Tom Phillips - Hong Kong democracy campaigners jailed over anti-China protests

Hong Kong’s democracy movement has suffered the latest setback in what has been a punishing year after three of its most influential young leaders were jailed for their roles in a protest at the start of a 79-day anti-government occupation known as the umbrella movement. Alex Chow, Nathan Law, and Joshua Wong, the bespectacled student dubbed Hong Kong’s “face of protest” were sentenced to between six and eight months imprisonment each.

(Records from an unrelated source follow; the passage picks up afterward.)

//! Civil-time deadline resolution.
//!
//! A deadline is a calendar date plus a fixed wall-clock time, interpreted in a
//! named IANA zone, then shifted by a grace period. The shift is applied to the
//! absolute instant after the zone has been resolved, never to wall-clock
//! fields, so a daylight-saving change near the deadline cannot move it.

use crate::error::{Result, RewindError};
use chrono::{
    DateTime, FixedOffset, LocalResult, NaiveDate, NaiveTime, Offset, TimeDelta, TimeZone,
};
use chrono_tz::Tz;
use regex::Regex;
use std::sync::OnceLock;

pub const DEFAULT_TIMEZONE: &str = "America/Chicago";
pub const DEFAULT_DEADLINE_TIME: &str = "23:59";
pub const DEFAULT_GRACE_MINUTES: i64 = 5;

/// Layout accepted by `git rev-list --before`.
const QUERY_FORMAT: &str = "%Y-%m-%d %H:%M:%S %z";
const DISPLAY_FORMAT: &str = "%a, %b %d, %Y %I:%M %p %Z";

fn mdy_regex() -> &'static Regex {
    static RE: OnceLock<Regex> = OnceLock::new();
    RE.get_or_init(|| Regex::new(r"^(\d{1,2})/(\d{1,2})/(\d{4})$").expect("valid regex"))
}

fn ymd_regex() -> &'static Regex {
    static RE: OnceLock<Regex> = OnceLock::new();
    RE.get_or_init(|| Regex::new(r"^(\d{4})-(\d{1,2})-(\d{1,2})$").expect("valid regex"))
}

// ---------------------------------------------------------------------------
// Deadline
// ---------------------------------------------------------------------------

/// An absolute deadline instant, computed once per run.
#[derive(Debug, Clone, Copy, PartialEq, Eq)]
pub struct Deadline {
    date: NaiveDate,
    grace_minutes: i64,
    instant: DateTime<Tz>,
}

impl Deadline {
    /// The calendar date the deadline was requested for.
    pub fn date(&self) -> NaiveDate {
        self.date
    }

    pub fn grace_minutes(&self) -> i64 {
        self.grace_minutes
    }

    /// The adjusted instant, grace included, expressed in the civil zone.
    pub fn instant(&self) -> DateTime<Tz> {
        self.instant
    }

    pub fn fixed_offset(&self) -> DateTime<FixedOffset> {
        self.instant.fixed_offset()
    }
}

// ---------------------------------------------------------------------------
// DeadlineResolver
// ---------------------------------------------------------------------------

/// Turns date text into [`Deadline`]s and formats instants back into the zone.
#[derive(Debug, Clone, Copy, PartialEq, Eq)]
pub struct DeadlineResolver {
    timezone: Tz,
    time: NaiveTime,
}

impl Default for DeadlineResolver {
    fn default() -> Self {
        Self {
            timezone: chrono_tz::America::Chicago,
            time: NaiveTime::from_hms_opt(23, 59, 0).expect("23:59 is a valid time"),
        }
    }
}

impl DeadlineResolver {
    pub fn new(timezone: Tz, time: NaiveTime) -> Self {
        Self { timezone, time }
    }

    /// Build a resolver from an IANA zone name and an `HH:MM` wall-clock time.
    pub fn from_names(timezone: &str, time: &str) -> Result<Self> {
        let tz: Tz = timezone
            .trim()
            .parse()
            .map_err(|_| RewindError::UnknownTimezone(timezone.to_string()))?;
        let time = NaiveTime::parse_from_str(time.trim(), "%H:%M")
            .map_err(|_| RewindError::InvalidDeadlineTime(time.to_string()))?;
        Ok(Self::new(tz, time))
    }

    pub fn timezone(&self) -> Tz {
        self.timezone
    }

    /// Resolve `date` (`MM/DD/YYYY` or `YYYY-MM-DD`) to the deadline instant.
    ///
    /// The wall-clock time is placed in the zone first; an ambiguous local time
    /// takes the earlier instant and a skipped one is an error. Only then is the
    /// grace added, as a duration on the instant.
    pub fn resolve(&self, date: &str, grace_minutes: i64) -> Result<Deadline> {
        let date = parse_date(date)?;
        let local = date.and_time(self.time);

        let base = match self.timezone.from_local_datetime(&local) {
            LocalResult::Single(dt) => dt,
            LocalResult::Ambiguous(earliest, _) => earliest,
            LocalResult::None => {
                return Err(RewindError::NonexistentLocalTime {
                    date: date.to_string(),
                    time: self.time.format("%H:%M").to_string(),
                    timezone: self.timezone.name().to_string(),
                })
            }
        };

        let instant = TimeDelta::try_minutes(grace_minutes)
            .and_then(|grace| base.checked_add_signed(grace))
            .ok_or(RewindError::GraceOutOfRange(grace_minutes))?;

        Ok(Deadline {
            date,
            grace_minutes,
            instant,
        })
    }

    /// Render an instant in the civil zone, e.g.
    /// `Wed, Sep 10, 2025 11:59 PM CDT (UTC-05:00)`.
    pub fn format_for_display<T: TimeZone>(&self, instant: &DateTime<T>) -> String {
        let local = instant.with_timezone(&self.timezone);
        format!(
            "{} ({})",
            local.format(DISPLAY_FORMAT),
            format_utc_offset(local.offset().fix())
        )
    }

    /// Render an instant as `YYYY-MM-DD HH:MM:SS ±HHMM` in the civil zone.
    pub fn format_for_query<T: TimeZone>(&self, instant: &DateTime<T>) -> String {
        instant
            .with_timezone(&self.timezone)
            .format(QUERY_FORMAT)
            .to_string()
    }
}

/// Parse date text in either accepted layout.
pub fn parse_date(text: &str) -> Result<NaiveDate> {
    let text = text.trim();
    let malformed = || RewindError::MalformedDate(text.to_string());

    let (year, month, day) = if let Some(caps) = mdy_regex().captures(text) {
        (caps[3].to_string(), caps[1].to_string(), caps[2].to_string())
    } else if let Some(caps) = ymd_regex().captures(text) {
        (caps[1].to_string(), caps[2].to_string(), caps[3].to_string())
    } else {
        return Err(malformed());
    };

    let year: i32 = year.parse().map_err(|_| malformed())?;
    let month: u32 = month.parse().map_err(|_| malformed())?;
    let day: u32 = day.parse().map_err(|_| malformed())?;

    NaiveDate::from_ymd_opt(year, month, day)
        .ok_or_else(|| RewindError::InvalidCalendarDate(text.to_string()))
}

/// Parse a strict ISO-8601 timestamp as printed by `git show --format=%cI`.
pub fn parse_commit_timestamp(text: &str) -> Result<DateTime<FixedOffset>> {
    DateTime::parse_from_rfc3339(text.trim())
        .map_err(|_| RewindError::MalformedTimestamp(text.to_string()))
}

fn format_utc_offset(offset: FixedOffset) -> String {
    let seconds = offset.local_minus_utc();
    let sign = if seconds >= 0 { '+' } else { '-' };
    let total = seconds.unsigned_abs();
    format!("UTC{sign}{:02}:{:02}", total / 3600, (total % 3600) / 60)
}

The trio, aged 26, 24 and 20 respectively, had avoided jail a year ago after being convicted of taking part in or inciting an “illegal assembly” that helped spark the umbrella protests, in late September 2014. But this month Hong Kong’s department of justice called for those sentences to be reconsidered, with one senior prosecutor attacking the “rather dangerous” leniency he claimed had been shown to the activists.

“See you soon,” Wong tweeted shortly after the verdict was announced. In another message he wrote: “Imprisoning us will not extinguish Hongkonger’s desire for universal suffrage. We are stronger, more determined, and we will win.” “You can lock up our bodies, but not our minds! We want democracy in Hong Kong. And we will not give up.”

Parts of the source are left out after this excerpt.